The Hill-Country Tamils: Their Shitty-Situation Then … and NOW

Ahilan Kadirgamar, in Daily Mirror, 21 November 2022, where the title reads “Hill-country Tamils and Crisis Times” …. with highlighting imposed by The Editor, Thuppahi

When our country collapses before our own eyes with one of the deepest crises in historical memory, from what vantage point should we analyse our predicament? Sri Lanka’s political economy over the last two centuries is anchored in the travails and strivings of Hill Country Tamils. Their sweat and blood, that began with the horrifying journey from South India two centuries ago as indentured labour to work in the coffee and later tea plantations, were central to building the country’s modern economy under British colonialism. However, their position in society, and for that matter even the writing of their history, was marginalised. And despite the great democratic and social welfare advances in Sri Lanka with universal suffrage in 1931 and a powerful legacy of free healthcare and education, the social, economic and political life of the Hill Country Tamil community is characterised by struggle amidst persistent crisis times.

‘Ceylon tea’ gave Sri Lanka the recognition in the world map, but the plantation workers are still languishing in their ages-old abode, known as line rooms and continue to be marginalised in education, community wellbeing and healthcare.

The black hole of captive exploitation, the grave injustice of their disenfranchisement soon after Independence and continuing social exclusion remain an irredeemable blot on the history of the country. Furthermore, the political attacks on the Hill Country Tamils culminating in the repatriation negotiated between India and Sri Lanka marks a moment of tremendous irresponsibility, where a despicable colonial policy of forced migration was later repeated through an agreement of two postcolonial states.
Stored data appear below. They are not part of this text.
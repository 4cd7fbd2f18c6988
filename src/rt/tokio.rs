/*
 *
 * Copyright 2025 Crossbar authors.
 *
 * Licensed under the Apache License, Version 2.0 (the "License");
 * you may not use this file except in compliance with the License.
 * You may obtain a copy of the License at
 *
 *     http://www.apache.org/licenses/LICENSE-2.0
 *
 * Unless required by applicable law or agreed to in writing, software
 * distributed under the License is distributed on an "AS IS" BASIS,
 * WITHOUT WARRANTIES OR CONDITIONS OF ANY KIND, either express or implied.
 * See the License for the specific language governing permissions and
 * limitations under the License.
 *
 */

use std::{
    future::Future,
    pin::Pin,
    sync::Arc,
    task::{Context, Poll},
    time::Duration,
};

use super::{Runtime, Sleep, TaskHandle};

/// A [`Runtime`] backed by the ambient Tokio runtime.  Spawning outside a
/// Tokio runtime context panics, exactly as `tokio::spawn` does.
#[derive(Default)]
pub(crate) struct TokioRuntime;

struct TokioTaskHandle {
    handle: ::tokio::task::AbortHandle,
}

impl TaskHandle for TokioTaskHandle {
    fn abort(&self) {
        self.handle.abort();
    }
}

struct TokioSleep {
    inner: Pin<Box<::tokio::time::Sleep>>,
}

impl Future for TokioSleep {
    type Output = ();

    fn poll(mut self: Pin<&mut Self>, cx: &mut Context<'_>) -> Poll<Self::Output> {
        self.inner.as_mut().poll(cx)
    }
}

impl Sleep for TokioSleep {}

impl Runtime for TokioRuntime {
    fn spawn(
        &self,
        task: Pin<Box<dyn Future<Output = ()> + Send + 'static>>,
    ) -> Box<dyn TaskHandle> {
        let join = ::tokio::spawn(task);
        Box::new(TokioTaskHandle {
            handle: join.abort_handle(),
        })
    }

    fn sleep(&self, duration: Duration) -> Pin<Box<dyn Sleep>> {
        Box::pin(TokioSleep {
            inner: Box::pin(::tokio::time::sleep(duration)),
        })
    }
}

/// Returns the default runtime used by channels that are not configured with
/// an explicit one.
pub fn default_runtime() -> Arc<dyn Runtime> {
    Arc::new(TokioRuntime)
}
Workers struggle and trade union initiatives marked the colonial decades of the Hill Country Tamils, as gruelling social and working conditions led to organising by progressive forces. However, a major blow to the emergent leftist politics in the plantations, which could have united their struggles with other working people in the country, was the denial of their citizenship rights. Eventually, the citizenship issue became their central struggle for decades until it was slowly addressed in subsequent decades. Over the last two decades, education and employment of the younger generation have emerged as the most important concerns of the community. Their youth who cannot find viable work and adequate incomes within the estates, migrate and work in low paying informal and service sectors in urban areas, including as domestic workers in affluent homes and as waiters and helpers in restaurants and shops. Meanwhile, the struggles in the estates continue for higher wages and better socio-economic conditions, particularly land for housing and cultivation, even as the longer-term future viability of the estates themselves are increasingly in question.
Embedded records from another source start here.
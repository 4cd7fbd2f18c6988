/*
 *
 * Copyright 2025 Crossbar authors.
 *
 * Licensed under the Apache License, Version 2.0 (the "License");
 * you may not use this file except in compliance with the License.
 * You may obtain a copy of the License at
 *
 *     http://www.apache.org/licenses/LICENSE-2.0
 *
 * Unless required by applicable law or agreed to in writing, software
 * distributed under the License is distributed on an "AS IS" BASIS,
 * WITHOUT WARRANTIES OR CONDITIONS OF ANY KIND, either express or implied.
 * See the License for the specific language governing permissions and
 * limitations under the License.
 *
 */

//! The channel: a logical, persistent connection to a target.
//!
//! A channel coordinates four largely independent state machines: name
//! resolution, service-config distribution, the load-balancing policy, and
//! the per-call pipeline.  Everything on the control plane runs on a single
//! serializer task that drains a queue of closures; the data plane reads
//! published snapshots (the resolution watch and the picker holder) without
//! ever entering the serializer.

use std::collections::{BTreeMap, VecDeque};
use std::sync::{Arc, Weak};
use std::time::{Duration, Instant};

use arc_swap::ArcSwap;
use tokio::sync::{mpsc, watch, Notify};
use tonic::{async_trait, Status};
use tracing::{debug, info, warn};

use crate::client::backoff::{ExponentialBackoff, DEFAULT_EXPONENTIAL_CONFIG};
use crate::client::call::{self, rewrite_illegal_status, LbCallDispatcher};
use crate::client::config_selector::{selectors_eq, ConfigSelector, DefaultConfigSelector};
use crate::client::connectivity_state::ConnectivityStateTracker;
use crate::client::filters::{CallFilter, DynamicFilters};
use crate::client::load_balancing::{
    self, pick_first, Failing, LbPolicy, LbPolicyBuilder, LbPolicyOptions, LbPolicyRegistry,
    LbState, ParsedJsonLbConfig, PickResult, Subchannel, SubchannelState, WorkScheduler,
    GLOBAL_LB_REGISTRY,
};
use crate::client::name_resolution::{
    self, Address, Resolver, ResolverOptions, ResolverRegistry, ResolverUpdate, Target,
    GLOBAL_RESOLVER_REGISTRY,
};
use crate::client::service_config::{LbConfig, ServiceConfig};
use crate::client::subchannel::{
    ExternalSubchannel, InternalSubchannel, InternalSubchannelPool, SubchannelKey,
    GLOBAL_SUBCHANNEL_POOL,
};
use crate::client::{ConnectivityState, StateWatcher};
use crate::rt::{default_runtime, Runtime, TaskHandle};
use crate::service::{empty_request, Request, Response, Service};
In recent years, in the lead up to the pandemic and continuing today, a formidable wage struggle for the estate workers has been met with broken promises from the state and the plantation companies. Indeed, pummelled by the disruptions and lockdowns with Covid-19 crisis where the migrant workers’ incomes were affected and provisioning on estates became difficult, the economic depression now underway in Sri Lanka is bound to devastate this community. As to how the state addresses the suffering of the Hill Country Tamils during the current crisis is going to become the litmus test of the future of social welfare in the country.

Continued displacement

My recent engagement with the tragic history of the Hill Country Tamil people brings out another hidden dimension – relating to a section of those who were not repatriated to India – of displacement to Northern Sri Lanka in the 1970s and early 1980s due to the evictions, mass violence and pogroms in the South of the country. The Tamil nationalist separatist project in the North was similar to the Sinhala Buddhist nationalist state-building project in the South in oppressing the Hill Country Tamil people: they were used as bonded labour for paddy cultivation, settled in borderlands to face the violence of the war and their children forcibly recruited to become cannon fodder for the LTTE’s military ambitions. From the ravages of war, the post-war political economy of the North provides few options for these long suffering people, and particularly their women who are burdened with both earning an income and provisioning and caring for their families.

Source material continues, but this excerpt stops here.